= Prescott Durand Crout =

American mathematician (1907–1984)

Prescott Durand Crout (July 28, 1907 - September 25, 1984) was an American mathematician.

Crout was born in Ohio, but lived and worked in Massachusetts. In 1929 he finished the MIT class. His PhD thesis (supervisor: George Rutledge) was entitled "The Approximation of Functions and Integrals by a Linear Combination of Functions".On January 2, 1933 he married Charlotte Louise Zander. They had four children.

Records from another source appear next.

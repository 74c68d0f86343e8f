//! The `[mock]` table of `sideload.toml`, describing the simulated
//! devices the CLI talks to.
//!
//! ```toml
//! [mock]
//! team = "Example"
//! revoke_certificates = 1
//!
//! [[mock.devices]]
//! udid = "00008030-001A2B3C4D5E6F70"
//! name = "Test iPhone"
//! kinds = ["usb", "network"]
//! pairing_prompts = 1
//! ```

use serde::{Deserialize, Serialize};
use sideload_core::device::ConnectionKind;

use crate::services::{MockProvisioner, sample_certificate};
use crate::transport::{MockDevice, MockTransport};

#[derive(Debug, Clone, PartialEq, Eq, Serialize, Deserialize)]
#[serde(default)]
pub struct MockConfig {
    /// Team name used to build bundle identifiers.
    pub team: String,
    /// Number of existing certificates that must be revoked first.
    pub revoke_certificates: usize,
    pub devices: Vec<MockDeviceConfig>,
}

impl Default for MockConfig {
    fn default() -> Self {
        Self {
            team: "Sideload".to_string(),
            revoke_certificates: 0,
            devices: vec![MockDeviceConfig::default()],
        }
    }
}

#[derive(Debug, Clone, PartialEq, Eq, Serialize, Deserialize)]
#[serde(default)]
pub struct MockDeviceConfig {
    pub udid: String,
    pub name: String,
    pub kinds: Vec<ConnectionKind>,
    pub pairing_prompts: usize,
    pub locked_prompts: usize,
}

impl Default for MockDeviceConfig {
    fn default() -> Self {
        Self {
            udid: "00008030-001A2B3C4D5E6F70".to_string(),
            name: "Mock iPhone".to_string(),
            kinds: vec![ConnectionKind::Usb],
            pairing_prompts: 0,
            locked_prompts: 0,
        }
    }
}

impl MockConfig {
    /// A transport with every configured device attached.
    pub fn transport(&self) -> MockTransport {
        let transport = MockTransport::new();
        for device in &self.devices {
            let mut kinds = device.kinds.iter();
            let Some(first) = kinds.next() else {
                continue;
            };
            let mock = MockDevice::new(&device.udid, &device.name)
                .with_pairing_prompts(device.pairing_prompts)
                .with_locked_prompts(device.locked_prompts);
            transport.add_device(mock, *first);
            for kind in kinds {
                transport.attach(&device.udid, *kind);
            }
        }
        transport
    }

    pub fn provisioner(&self) -> MockProvisioner {
        let revoke = (1..=self.revoke_certificates)
            .map(|n| sample_certificate(&format!("REVOKE{n:04}")))
            .collect();
        MockProvisioner::new(&self.team).revoking(revoke)
    }
}
//! Sideload Core Library
//!
//! Device session lifecycle and install orchestration for sideloading apps
//! onto mobile devices over USB or the local network:
//!
//! - [`pool`]: deduplicating, weak-lifetime object pool
//! - [`session`]: pooled connections and the heartbeat that keeps them alive
//! - [`device`]: device discovery and the transport seam backends implement
//! - [`install`]: the staged, cancellable install pipeline
//! - [`config`]: `sideload.toml`

pub mod config;
pub mod device;
pub mod error;
pub mod install;
pub mod pool;
pub mod session;

/// Re-exports of commonly used types
pub mod prelude {
    // Configuration
    pub use crate::config::{ConfigStore, SideloadConfig};

    // Errors
    pub use crate::error::{DeviceError, InstallError};

    // Devices
    pub use crate::device::{
        AttachedDevice, ClientDevice, ConnectionKind, DeviceDiscovery, DeviceStream,
        DeviceTransport, LookupMode, SearchMode,
    };

    // Sessions
    pub use crate::session::{
        Connection, ConnectionPool, ConnectionPreferences, HeartbeatSettings, ProgressFn,
        SessionSettings, SharedConnection,
    };

    // Install
    pub use crate::install::{
        Certificate, InstallDelegate, InstallMessage, InstallOrchestrator, InstallServices,
        InstallSettings, PackageInstaller, Provisioner, Signer,
    };
}
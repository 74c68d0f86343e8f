//! Single-writer status stream for an install run.
//!
//! Stage, progress and message updates arrive from several producers: the
//! orchestrator itself and callbacks fired by collaborators on their own
//! tasks. They are all queued onto one channel and applied by one writer
//! task in submission order, which owns the current `(stage, progress)`
//! pair and is the only caller of the delegate.
//!
//! Rules the writer enforces:
//!
//! - a stage equal to the current one is ignored
//! - a stage that has already been left is never re-entered. A label of the
//!   form `Group: detail` belongs to `Group`, and details may come back as
//!   long as the group has not been left (`Installing: Verifying` after
//!   `Installing: Copying` is fine)
//! - progress never moves backward within a stage, and repeats are dropped
//! - after cancellation, stage and progress updates are dropped (messages
//!   still go through so a presented message can be cleared)

use std::collections::HashSet;
use std::sync::Arc;
use std::sync::atomic::{AtomicBool, Ordering};

use tokio::sync::{mpsc, oneshot};
use tokio::task::JoinHandle;
use tokio_util::sync::CancellationToken;
use tracing::trace;

use super::collaborators::{InstallDelegate, InstallMessage};

enum Command {
    Stage {
        name: String,
        progress: Option<f64>,
    },
    Progress(Option<f64>),
    /// Switch to `stage` if needed, then report `progress`.
    Report {
        stage: String,
        progress: Option<f64>,
    },
    Message(Option<InstallMessage>),
    Flush(oneshot::Sender<()>),
}

/// Producer handle onto the status queue. Cheap to clone.
#[derive(Clone)]
pub struct StatusSink {
    tx: mpsc::UnboundedSender<Command>,
    stage_set: Arc<AtomicBool>,
}

impl StatusSink {
    /// Switch stage, starting at `progress`.
    pub fn set_stage(&self, name: impl Into<String>, progress: Option<f64>) {
        self.stage_set.store(true, Ordering::SeqCst);
        self.send(Command::Stage {
            name: name.into(),
            progress,
        });
    }

    /// Report progress within the current stage.
    ///
    /// # Panics
    ///
    /// If no stage has been set yet. That is a bug in whoever reports.
    pub fn set_progress(&self, progress: Option<f64>) {
        assert!(
            self.stage_set.load(Ordering::SeqCst),
            "progress reported before any stage was set"
        );
        self.send(Command::Progress(progress));
    }

    /// Stage and progress in one update.
    pub fn report(&self, stage: impl Into<String>, progress: Option<f64>) {
        self.stage_set.store(true, Ordering::SeqCst);
        self.send(Command::Report {
            stage: stage.into(),
            progress,
        });
    }

    pub fn set_message(&self, message: Option<InstallMessage>) {
        self.send(Command::Message(message));
    }

    /// Wait until everything queued so far has been applied.
    pub async fn flush(&self) {
        let (tx, rx) = oneshot::channel();
        self.send(Command::Flush(tx));
        let _ = rx.await;
    }

    fn send(&self, command: Command) {
        // The writer only goes away once every sink is gone
        let _ = self.tx.send(command);
    }
}

/// Owns the writer task of one run.
pub struct StatusQueue {
    sink: StatusSink,
    writer: JoinHandle<()>,
}

impl StatusQueue {
    pub fn start(delegate: Arc<dyn InstallDelegate>, cancel: CancellationToken) -> Self {
        let (tx, rx) = mpsc::unbounded_channel();
        let writer = tokio::spawn(
            StatusWriter {
                delegate,
                cancel,
                stage: None,
                progress: None,
                left: HashSet::new(),
            }
            .run(rx),
        );
        Self {
            sink: StatusSink {
                tx,
                stage_set: Arc::new(AtomicBool::new(false)),
            },
            writer,
        }
    }

    pub fn sink(&self) -> StatusSink {
        self.sink.clone()
    }

    /// Apply everything queued so far, then let the writer run down once the
    /// remaining sinks are dropped.
    pub async fn finish(self) {
        self.sink.flush().await;
        drop(self.sink);
        drop(self.writer);
    }
}

struct StatusWriter {
    delegate: Arc<dyn InstallDelegate>,
    cancel: CancellationToken,
    stage: Option<String>,
    progress: Option<f64>,
    /// Stage groups already moved past.
    left: HashSet<String>,
}

/// `Installing` for `Installing: Verifying`, the label itself otherwise.
fn stage_group(name: &str) -> &str {
    name.split_once(": ").map_or(name, |(group, _)| group)
}

impl StatusWriter {
    async fn run(mut self, mut rx: mpsc::UnboundedReceiver<Command>) {
        while let Some(command) = rx.recv().await {
            match command {
                Command::Stage { name, progress } => self.apply_stage(name, progress),
                Command::Progress(progress) => self.apply_progress(progress),
                Command::Report { stage, progress } => {
                    if self.stage.as_deref() == Some(stage.as_str()) {
                        self.apply_progress(progress);
                    } else {
                        self.apply_stage(stage, progress);
                    }
                }
                Command::Message(message) => self.delegate.set_presented_message(message),
                Command::Flush(done) => {
                    let _ = done.send(());
                }
            }
        }
    }

    fn apply_stage(&mut self, name: String, progress: Option<f64>) {
        if self.cancel.is_cancelled() || self.stage.as_deref() == Some(name.as_str()) {
            return;
        }
        if self.left.contains(stage_group(&name)) {
            trace!(stage = %name, "Dropping update for a finished stage");
            return;
        }
        trace!(stage = %name, ?progress, "Stage");
        self.delegate.on_stage_progress(&name, progress);
        if let Some(previous) = self.stage.replace(name) {
            let group = stage_group(&previous);
            if Some(group) != self.stage.as_deref().map(stage_group) {
                self.left.insert(group.to_string());
            }
        }
        self.progress = progress;
    }

    fn apply_progress(&mut self, progress: Option<f64>) {
        if self.cancel.is_cancelled() {
            return;
        }
        let Some(stage) = &self.stage else {
            return;
        };
        let stale = match (self.progress, progress) {
            (Some(current), Some(next)) => next <= current,
            // Indeterminate after a known position would also be a step back
            (Some(_), None) => true,
            (None, None) => true,
            (None, Some(_)) => false,
        };
        if stale {
            trace!(stage = %stage, ?progress, "Dropping stale progress");
            return;
        }
        self.delegate.on_stage_progress(stage, progress);
        self.progress = progress;
    }
}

He was member of the MIT Faculty of Mathematics from 1934 to 1973 and emeritus from 1973 to his death in 1984. He belonged to the Radiation Laboratory staff from 1941 to 1945. His students at the MIT were Francis Hildebrand (1940), Carl Nordling (1941), Frank Bothwell (1946), Norman Painter (1947), Merle Andrew (1948), Frederick Holt (1950), and Carl Steeg, Jr. (1952). He died, aged 77, in Lexington, Middlesex, Massachusetts. Prescott Durand Crout is author of the book "The Determination of Fields Satisfying Laplace's, Poisson's, and Associated Equations by Flux Plotting". He is the inventor of the Crout matrix decomposition.